Thursday, January 19, 2006

At What Point Does The Perpetrator Have To Stop Doing Things For Which They Will Need To Be Forgiven?

I got a reminder this morning that Bishop Desmond Tutu, the South African Nobel Peace Prize winner will speak (for free) at the university tonight. His topic: "No Future Without Forgiveness." Now, I'm sure that there's probably a way to spin that ball to include how European-Americans will need to "forgive" people of color for reminding them of how brutal and unapologetic they and their culture has been historically and today--or something.

And I know that the cold fact is that no matter how pain-wracked one's past may be, one must at some point find a way to release the rage or one cannot move on, whether the tormentor ever gets it or not. Yeah, yeah, yeah.

But I can't help but wonder how come we can afford to bring someone of the good Bishop's magnitude to deliver his message, but we wouldn't see, say, Andrew Sung Park, the Korean who wrote The Wounded Heart of God: The Asian Concept of Han and The Christian Doctrine of Sin. Sung suggests (quite eloquently) that there can be no complete healing on either side until the one that did the damage not only admits it and apologizes and ceases the "sin", but--oh-my-gosh!--does some things to make up for the wrongs they committed.
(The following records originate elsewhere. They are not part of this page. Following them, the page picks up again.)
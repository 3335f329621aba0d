#![no_main]

use libfuzzer_sys::fuzz_target;
use stxi::tree::SuffixTree;

fuzz_target!(|data: &[u8]| {
    // Construction must never panic on any non-empty input text.
    if data.is_empty() || data.len() > 4096 {
        return;
    }

    let start = (data[0] as usize) % data.len();
    let max = data.len() - start;
    let len = 1 + (data[data.len() - 1] as usize) % max;
    let pattern = &data[start..start + len];

    // Containment holds with or without a terminal sentinel
    let tree = SuffixTree::build(data.to_vec()).unwrap();
    assert!(tree.contains(pattern).unwrap());

    // Full occurrence enumeration needs every suffix at its own leaf, so
    // only cross-check when a unique sentinel byte can be appended
    if !data.contains(&0) {
        let mut text = data.to_vec();
        text.push(0);
        let tree = SuffixTree::build(text.clone()).unwrap();

        let mut got = tree.search(pattern).unwrap();
        got.sort_unstable();
        // Overlapping occurrences count too, so step forward one byte per
        // hit instead of taking find_iter's non-overlapping matches
        let mut expected = Vec::new();
        let mut from = 0;
        while let Some(p) = memchr::memmem::find(&text[from..], pattern) {
            expected.push(from + p);
            from += p + 1;
        }
        assert_eq!(got, expected);
        assert!(got.contains(&start));
    }
});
But then, I don't guess too many would show up to hear what Sung had to say, huh? So we shell out the money and bring Desmond Tutu and tell ourselves we're doing something about oppression against people of color (I mean, he's Black, for goodness' sake--doesn't that prove something?!) And we keep that focus on what African-Americans must do to make things better--just like we always have. Even back when it was Mammy comforting the Missus or little slave whipping boys giving Massuh a way to deal with his uncomfortable feelings. Why am I not surprised?

2 comments:

veganelder said...

"Sung suggests (quite eloquently) that there can be no complete healing on either side until the one that did the damage not only admits it and apologizes and ceases the "sin", but--oh-my-gosh!--does some things to make up for the wrongs they committed."

Truth.

changeseeker said...

And the point that is so often missed is that the making up for the wrongs is not just for the victim. We are all connected. So the perpetrator is also wounded and also needs healing. We cannot go forward until we clean up our messes.